• WORK REQUEST:
Give the count of lines in the entries below that contain the string "generation", and only that count.

⟨

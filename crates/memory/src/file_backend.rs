//! File-based backend — persistent JSON-lines storage.
//!
//! Each line is one `{"collection", "key", "value"}` object. The whole file is
//! loaded on creation and rewritten on every mutation (set, delete), which
//! keeps reads fast and the file human-inspectable.
//!
//! Storage location: `~/.vera/memory/kv.jsonl`

use async_trait::async_trait;
use serde::{Deserialize, Serialize};
use vera_core::error::MemoryError;
use vera_core::memory::KvStore;
use std::collections::BTreeMap;
use std::path::PathBuf;
use std::sync::Arc;
use tokio::sync::RwLock;
use tracing::{debug, warn};

type Entries = BTreeMap<(String, String), serde_json::Value>;

#[derive(Serialize, Deserialize)]
struct Line {
    collection: String,
    key: String,
    value: serde_json::Value,
}

/// A file-backed key-value store using JSONL (one JSON object per line).
pub struct FileBackend {
    path: PathBuf,
    entries: Arc<RwLock<Entries>>,
}

impl FileBackend {
    /// Create a new file-based backend at the given path.
    ///
    /// If the file exists, entries are loaded from it.
    /// If the file does not exist, starts empty (file created on first write).
    pub fn new(path: PathBuf) -> Self {
        let entries = Self::load_from_disk(&path);
        debug!(path = %path.display(), count = entries.len(), "File memory backend loaded");
        Self {
            path,
            entries: Arc::new(RwLock::new(entries)),
        }
    }

    /// Load entries from a JSONL file. Later lines win for duplicate keys.
    fn load_from_disk(path: &PathBuf) -> Entries {
        let content = match std::fs::read_to_string(path) {
            Ok(c) => c,
            Err(_) => return Entries::new(), // File doesn't exist yet — start empty
        };

        content
            .lines()
            .filter(|line| !line.trim().is_empty())
            .filter_map(|line| match serde_json::from_str::<Line>(line) {
                Ok(l) => Some(((l.collection, l.key), l.value)),
                Err(e) => {
                    warn!(error = %e, "Skipping corrupted memory line");
                    None
                }
            })
            .collect()
    }

    /// Flush all entries to disk as JSONL.
    async fn flush(&self) -> Result<(), MemoryError> {
        let entries = self.entries.read().await;

        if let Some(parent) = self.path.parent() {
            std::fs::create_dir_all(parent).map_err(|e| {
                MemoryError::Storage(format!("Failed to create memory directory: {e}"))
            })?;
        }

        let mut content = String::new();
        for ((collection, key), value) in entries.iter() {
            let line = serde_json::to_string(&Line {
                collection: collection.clone(),
                key: key.clone(),
                value: value.clone(),
            })
            .map_err(|e| MemoryError::Storage(format!("Failed to serialize memory line: {e}")))?;
            content.push_str(&line);
            content.push('\n');
        }

        std::fs::write(&self.path, &content).map_err(|e| {
            MemoryError::Storage(format!("Failed to write memory file: {e}"))
        })?;

        Ok(())
    }
}

#[async_trait]
impl KvStore for FileBackend {
    fn name(&self) -> &str {
        "file"
    }

    async fn get(
        &self,
        collection: &str,
        key: &str,
    ) -> Result<Option<serde_json::Value>, MemoryError> {
        let entries = self.entries.read().await;
        Ok(entries.get(&(collection.to_string(), key.to_string())).cloned())
    }

    async fn set(
        &self,
        collection: &str,
        key: &str,
        value: serde_json::Value,
    ) -> Result<(), MemoryError> {
        self.entries
            .write()
            .await
            .insert((collection.to_string(), key.to_string()), value);
        self.flush().await
    }

    async fn delete(&self, collection: &str, key: &str) -> Result<bool, MemoryError> {
        let removed = self
            .entries
            .write()
            .await
            .remove(&(collection.to_string(), key.to_string()))
            .is_some();
        if removed {
            self.flush().await?;
        }
        Ok(removed)
    }
}

#[cfg(test)]
mod tests {
    use super::*;
    use serde_json::json;
    use std::io::Write;
    use tempfile::NamedTempFile;

    fn temp_path() -> PathBuf {
        let tmp = NamedTempFile::new().unwrap();
        let path = tmp.path().to_path_buf();
        drop(tmp); // Close file so backend can use it
        path
    }

    #[tokio::test]
    async fn set_persists_across_reload() {
        let path = temp_path();

        let kv = FileBackend::new(path.clone());
        kv.set("vera:people", "s1:u1", json!({"userName": "alice"}))
            .await
            .unwrap();

        let content = std::fs::read_to_string(&path).unwrap();
        assert!(content.contains("alice"));

        let reloaded = FileBackend::new(path);
        let value = reloaded.get("vera:people", "s1:u1").await.unwrap().unwrap();
        assert_eq!(value["userName"], "alice");
    }

    #[tokio::test]
    async fn delete_persists_across_reload() {
        let path = temp_path();

        let kv = FileBackend::new(path.clone());
        kv.set("c", "a", json!(1)).await.unwrap();
        kv.set("c", "b", json!(2)).await.unwrap();
        assert!(kv.delete("c", "a").await.unwrap());

        let reloaded = FileBackend::new(path);
        assert!(reloaded.get("c", "a").await.unwrap().is_none());
        assert_eq!(reloaded.get("c", "b").await.unwrap(), Some(json!(2)));
    }

    #[tokio::test]
    async fn corrupted_lines_are_skipped() {
        let mut tmp = NamedTempFile::new().unwrap();
        writeln!(tmp, r#"{{"collection":"c","key":"ok","value":"fine"}}"#).unwrap();
        writeln!(tmp, "this is not json").unwrap();
        writeln!(tmp).unwrap();

        let kv = FileBackend::new(tmp.path().to_path_buf());
        assert_eq!(kv.get("c", "ok").await.unwrap(), Some(json!("fine")));
    }

    #[tokio::test]
    async fn creates_parent_directories() {
        let dir = tempfile::tempdir().unwrap();
        let path = dir.path().join("nested").join("kv.jsonl");

        let kv = FileBackend::new(path.clone());
        kv.set("c", "k", json!(true)).await.unwrap();
        assert!(path.exists());
    }
}
impl GatewayState {
    pub fn new(pipeline: Pipeline) -> Self {
        Self {
            pipeline,
            discord: None,
            verifier: SignatureVerifier::default(),
            agent_name: "Vera".to_string(),
            bot_user_id: None,
        }
    }

    pub fn with_discord(mut self, discord: DiscordWebhook) -> Self {
        self.discord = Some(discord);
        self
    }

    pub fn with_verifier(mut self, verifier: SignatureVerifier) -> Self {
        self.verifier = verifier;
        self
    }

    pub fn with_bot_user_id(mut self, bot_user_id: impl Into<String>) -> Self {
        self.bot_user_id = Some(bot_user_id.into());
        self
    }

    /// Build every subsystem once from configuration.
    ///
    /// Fails when no generation credential is available.
    pub fn from_config(config: &vera_config::AppConfig) -> vera_core::Result<Self> {
        let mut state = Self::new(Pipeline::from_config(config)?)
            .with_verifier(SignatureVerifier::new(config.gateway.webhook_secret.clone()));
        state.discord = DiscordWebhook::from_config(config);
        state.agent_name = config.agent_name.clone();
        state.bot_user_id = config.discord.bot_user_id.clone();
        Ok(state)
    }
}

pub type SharedState = Arc<GatewayState>;

/// Build the Axum router with all gateway routes.
///
/// Layers applied:
/// - Request body size limit (1 MB)
/// - HTTP trace logging
pub fn build_router(state: SharedState) -> Router {
    Router::new()
        .route("/health", get(health_handler))
        .route("/welcome", get(welcome_handler))
        .route("/webhook", post(webhook_handler))
        .route("/discord/events", post(discord_event_handler))
        .with_state(state.clone())
        .nest("/v1", api_v1::v1_router(state))
        .layer(DefaultBodyLimit::max(MAX_BODY_BYTES))
        .layer(tower_http::trace::TraceLayer::new_for_http())
}

/// Start the gateway HTTP server.
pub async fn start(config: vera_config::AppConfig) -> Result<(), Box<dyn std::error::Error>> {
    let addr = format!("{}:{}", config.gateway.host, config.gateway.port);

    let state = GatewayState::from_config(&config)?;
    if state.discord.is_none() {
        warn!("No Discord webhook URL configured; /webhook will only report the missing setting");
    }
    if state.verifier.is_enabled() {
        info!("Webhook signature validation enabled");
    }

    let app = build_router(Arc::new(state));

    info!(addr = %addr, "Gateway starting");
    let listener = tokio::net::TcpListener::bind(&addr).await?;
    axum::serve(listener, app).await?;

    Ok(())
}

// --- Handlers ---

#[derive(Serialize)]
struct HealthResponse {
    status: &'static str,
    version: &'static str,
}

async fn health_handler() -> Json<HealthResponse> {
    Json(HealthResponse {
        status: "ok",
        version: env!("CARGO_PKG_VERSION"),
    })
}

async fn welcome_handler() -> Json<Welcome> {
    Json(welcome())
}

fn is_json_body(headers: &HeaderMap) -> bool {
    headers
        .get(header::CONTENT_TYPE)
        .and_then(|v| v.to_str().ok())
        .is_some_and(|ct| ct.to_ascii_lowercase().contains("json"))
}

/// Reject the call when a secret is configured and the body signature does
/// not match.
fn check_signature(state: &GatewayState, headers: &HeaderMap, body: &[u8]) -> Result<(), StatusCode> {
    if !state.verifier.is_enabled() {
        return Ok(());
    }
    let signature = headers
        .get(SIGNATURE_HEADER)
        .and_then(|v| v.to_str().ok())
        .unwrap_or_default();
    if state.verifier.validate_signature(body, signature) {
        Ok(())
    } else {
        warn!("Rejected webhook with missing or invalid signature");
        Err(StatusCode::UNAUTHORIZED)
    }
}
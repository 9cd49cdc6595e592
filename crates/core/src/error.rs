//! Error types for the Vera domain.
//!
//! Uses `thiserror` for ergonomic error definitions.
//! Each bounded context has its own error variant.

use thiserror::Error;

/// The top-level error type for all Vera operations.
#[derive(Debug, Error)]
pub enum Error {
    // --- Provider errors ---
    #[error("Provider error: {0}")]
    Provider(#[from] ProviderError),

    // --- Channel errors ---
    #[error("Channel error: {0}")]
    Channel(#[from] ChannelError),

    // --- Memory errors ---
    #[error("Memory error: {0}")]
    Memory(#[from] MemoryError),

    // --- Fetch errors ---
    #[error("Fetch error: {0}")]
    Fetch(#[from] FetchError),

    // --- Knowledge extraction errors ---
    #[error("Extraction error: {0}")]
    Extraction(#[from] ExtractionError),

    // --- Configuration errors ---
    #[error("Configuration error: {message}")]
    Config { message: String },

    // --- Serialization ---
    #[error("Serialization error: {0}")]
    Serialization(#[from] serde_json::Error),

    // --- Generic ---
    #[error("Internal error: {0}")]
    Internal(String),
}

/// Result type alias using our Error.
pub type Result<T> = std::result::Result<T, Error>;

// --- Bounded context errors ---

#[derive(Debug, Clone, Error)]
pub enum ProviderError {
    #[error("API request failed: {message} (status: {status_code})")]
    ApiError {
        status_code: u16,
        message: String,
    },

    #[error("Rate limited by provider, retry after {retry_after_secs}s")]
    RateLimited { retry_after_secs: u64 },

    #[error("Authentication failed: {0}")]
    AuthenticationFailed(String),

    #[error("Provider not configured: {0}")]
    NotConfigured(String),

    #[error("Request timed out: {0}")]
    Timeout(String),

    #[error("Network error: {0}")]
    Network(String),
}

#[derive(Debug, Error)]
pub enum ChannelError {
    #[error("Channel not configured: {0}")]
    NotConfigured(String),

    #[error("Message delivery failed to {channel}: {reason}")]
    DeliveryFailed { channel: String, reason: String },
}

#[derive(Debug, Error)]
pub enum MemoryError {
    #[error("Storage error: {0}")]
    Storage(String),

    #[error("Corrupted value at {collection}/{key}: {reason}")]
    Corrupted {
        collection: String,
        key: String,
        reason: String,
    },
}

#[derive(Debug, Error)]
pub enum FetchError {
    #[error("Invalid URL: {0}")]
    InvalidUrl(String),

    #[error("Fetch of {url} returned status {status}")]
    Status { url: String, status: u16 },

    #[error("Fetch of {url} failed: {reason}")]
    Network { url: String, reason: String },
}

#[derive(Debug, Error)]
pub enum ExtractionError {
    #[error("Extraction library unavailable: {0}")]
    Unavailable(String),

    #[error("Extraction failed: {0}")]
    Failed(String),
}
//! The message-enrichment pipeline.
//!
//! One pass per inbound message:
//!
//! 1. **Remember** the sender (profile upsert, previous profile kept aside)
//! 2. **Classify** URLs into social posts and generic links
//! 3. **Summarize** generic links, then **draft threads** from posts, in input order
//! 4. **Extract** knowledge and append the message to the server's log
//! 5. **Recall** recent facts about the sender
//! 6. **Reply** when the message has no URLs or mentions the assistant
//! 7. **Render** sections for the adapter

use std::sync::Arc;

use tracing::{debug, info, instrument};
use vera_core::fetch::ContentFetcher;
use vera_core::knowledge::{KnowledgeLibrary, KnowledgeTriple};
use vera_core::memory::{MemoryRecord, PersonMemory};
use vera_core::pipeline::{PipelineRequest, PipelineResponse, TweetThread};
use vera_core::text::server_or_default;
use vera_core::Result;
use vera_memory::MemoryStore;
use vera_memory::store::DEFAULT_RECENT_LIMIT;

use crate::generate::Generator;
use crate::knowledge::{KnowledgeExtractor, MAX_TRIPLES, format_knowledge};
use crate::summaries::summarize_link;
use crate::tweets::build_thread;
use crate::urls::{DEFAULT_MIRROR_BASE, extract_urls, is_tweet_url};

/// The only section when nothing else was produced.
pub const FALLBACK_SECTION: &str =
    "I did not find URLs, but I am ready to help with summaries or questions.";

/// Orchestrates one enrichment pass per message.
#[derive(Clone)]
pub struct Pipeline {
    generator: Generator,
    fetcher: Arc<dyn ContentFetcher>,
    memory: MemoryStore,
    knowledge: KnowledgeExtractor,
    mirror_base: String,
    agent_name: String,
}

impl Pipeline {
    pub fn new(generator: Generator, fetcher: Arc<dyn ContentFetcher>, memory: MemoryStore) -> Self {
        Self {
            knowledge: KnowledgeExtractor::new(generator.clone()),
            generator,
            fetcher,
            memory,
            mirror_base: DEFAULT_MIRROR_BASE.to_string(),
            agent_name: "Vera".to_string(),
        }
    }

    /// Try `library` before generation-based knowledge extraction.
    pub fn with_library(mut self, library: Arc<dyn KnowledgeLibrary>) -> Self {
        self.knowledge = self.knowledge.with_library(library);
        self
    }

    pub fn with_mirror_base(mut self, mirror_base: impl Into<String>) -> Self {
        self.mirror_base = mirror_base.into();
        self
    }

    pub fn with_agent_name(mut self, agent_name: impl Into<String>) -> Self {
        self.agent_name = agent_name.into();
        self
    }

    /// Wire every dependency from configuration.
    pub fn from_config(config: &vera_config::AppConfig) -> Result<Self> {
        let generator = Generator::from_config(config)?;
        let fetcher = Arc::new(vera_tools::HttpFetcher::from_config(config));
        let memory = MemoryStore::new(vera_memory::build_from_config(config));

        let mut pipeline = Self::new(generator, fetcher, memory)
            .with_mirror_base(&config.fetch.mirror_base_url)
            .with_agent_name(&config.agent_name);

        if let Some(service) = vera_tools::HttpExtractionService::from_config(config) {
            pipeline = pipeline.with_library(Arc::new(service));
        }

        Ok(pipeline)
    }

    pub fn memory(&self) -> &MemoryStore {
        &self.memory
    }

    pub fn generator(&self) -> &Generator {
        &self.generator
    }

    /// Run one message through the pipeline.
    ///
    /// Only generation failures are returned as errors; fetch, extraction
    /// and storage problems degrade the output instead.
    #[instrument(skip_all, fields(server = %request.server_id, user = %request.user_id))]
    pub async fn process(&self, request: &PipelineRequest) -> Result<PipelineResponse> {
        let previous = self
            .memory
            .get_profile(&request.server_id, &request.user_id)
            .await;
        self.memory
            .upsert_profile(
                &request.server_id,
                &request.user_id,
                &request.user_name,
                &request.message_text,
                previous.as_ref(),
            )
            .await;

        let urls = extract_urls(&request.message_text);
        let (tweet_urls, link_urls): (Vec<&String>, Vec<&String>) =
            urls.iter().partition(|url| is_tweet_url(url));
        debug!(links = link_urls.len(), posts = tweet_urls.len(), "Classified URLs");

        let mut link_summaries = Vec::with_capacity(link_urls.len());
        for url in link_urls {
            link_summaries.push(
                summarize_link(&self.generator, self.fetcher.as_ref(), url, &request.server_name).await?,
            );
        }

        let mut tweet_threads = Vec::with_capacity(tweet_urls.len());
        for url in tweet_urls {
            tweet_threads.push(
                build_thread(
                    &self.generator,
                    self.fetcher.as_ref(),
                    &self.mirror_base,
                    url,
                    &request.server_name,
                    &request.user_name,
                )
                .await?,
            );
        }

        let knowledge_triples = self.knowledge.extract(&request.message_text).await?;
        self.memory
            .append_record(MemoryRecord::now(
                &request.server_id,
                &request.user_id,
                &request.user_name,
                &request.message_text,
                knowledge_triples.clone(),
            ))
            .await;

        let knowledge_context = self.knowledge_context(request).await;

        let general_response = if urls.is_empty() || request.is_mentioned {
            let prompt = self.reply_prompt(request, previous.as_ref(), &knowledge_context);
            self.generator.generate(&prompt).await?
        } else {
            String::new()
        };

        let sections = render_sections(&link_summaries, &tweet_threads, &general_response);
        info!(
            sections = sections.len(),
            triples = knowledge_triples.len(),
            replied = !general_response.is_empty(),
            "Message processed"
        );

        Ok(PipelineResponse {
            sections,
            link_summaries,
            tweet_threads,
            general_response,
            knowledge_triples,
            knowledge_context,
        })
    }

    /// The last [`MAX_TRIPLES`] facts from the sender's recent records.
    async fn knowledge_context(&self, request: &PipelineRequest) -> Vec<KnowledgeTriple> {
        let recent = self
            .memory
            .recent(&request.server_id, Some(&request.user_id), DEFAULT_RECENT_LIMIT)
            .await;
        let mut facts: Vec<KnowledgeTriple> =
            recent.into_iter().flat_map(|r| r.knowledge).collect();
        let start = facts.len().saturating_sub(MAX_TRIPLES);
        facts.split_off(start)
    }

    fn reply_prompt(
        &self,
        request: &PipelineRequest,
        previous: Option<&PersonMemory>,
        knowledge_context: &[KnowledgeTriple],
    ) -> String {
        let conversation = previous
            .map(|p| p.last_message.as_str())
            .filter(|last| !last.is_empty() && *last != request.message_text)
            .map(|last| format!("Last time you said: \"{last}\". "))
            .unwrap_or_default();

        let facts = if knowledge_context.is_empty() {
            String::new()
        } else {
            format!(" Known recent facts: {}", format_knowledge(knowledge_context))
        };

        format!(
            "You are {agent}, a kind and fun multiuser assistant on a Discord server named \"{server}\". \
             User \"{user}\" sent: \"{message}\". {conversation}\
             Respond concisely with awareness of the server context and invite follow-ups if helpful.{facts}",
            agent = self.agent_name,
            server = server_or_default(&request.server_name),
            user = request.user_name,
            message = request.message_text,
        )
    }
}

/// Output sections in display order; never empty.
pub fn render_sections(
    link_summaries: &[String],
    tweet_threads: &[TweetThread],
    general_response: &str,
) -> Vec<String> {
    let mut sections = Vec::new();

    if !link_summaries.is_empty() {
        sections.push(format!("**Link summaries:**\n{}", link_summaries.join("\n")));
    }

    if !tweet_threads.is_empty() {
        let drafts = tweet_threads
            .iter()
            .map(|t| format!("From {} (via mirror):\n{}", t.url, t.thread))
            .collect::<Vec<_>>()
            .join("\n\n");
        sections.push(format!("**Thread drafts:**\n{drafts}"));
    }

    if !general_response.is_empty() {
        sections.push(general_response.to_string());
    }

    if sections.is_empty() {
        sections.push(FALLBACK_SECTION.to_string());
    }

    sections
}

⟩

• COMPLETED EXERCISE:
3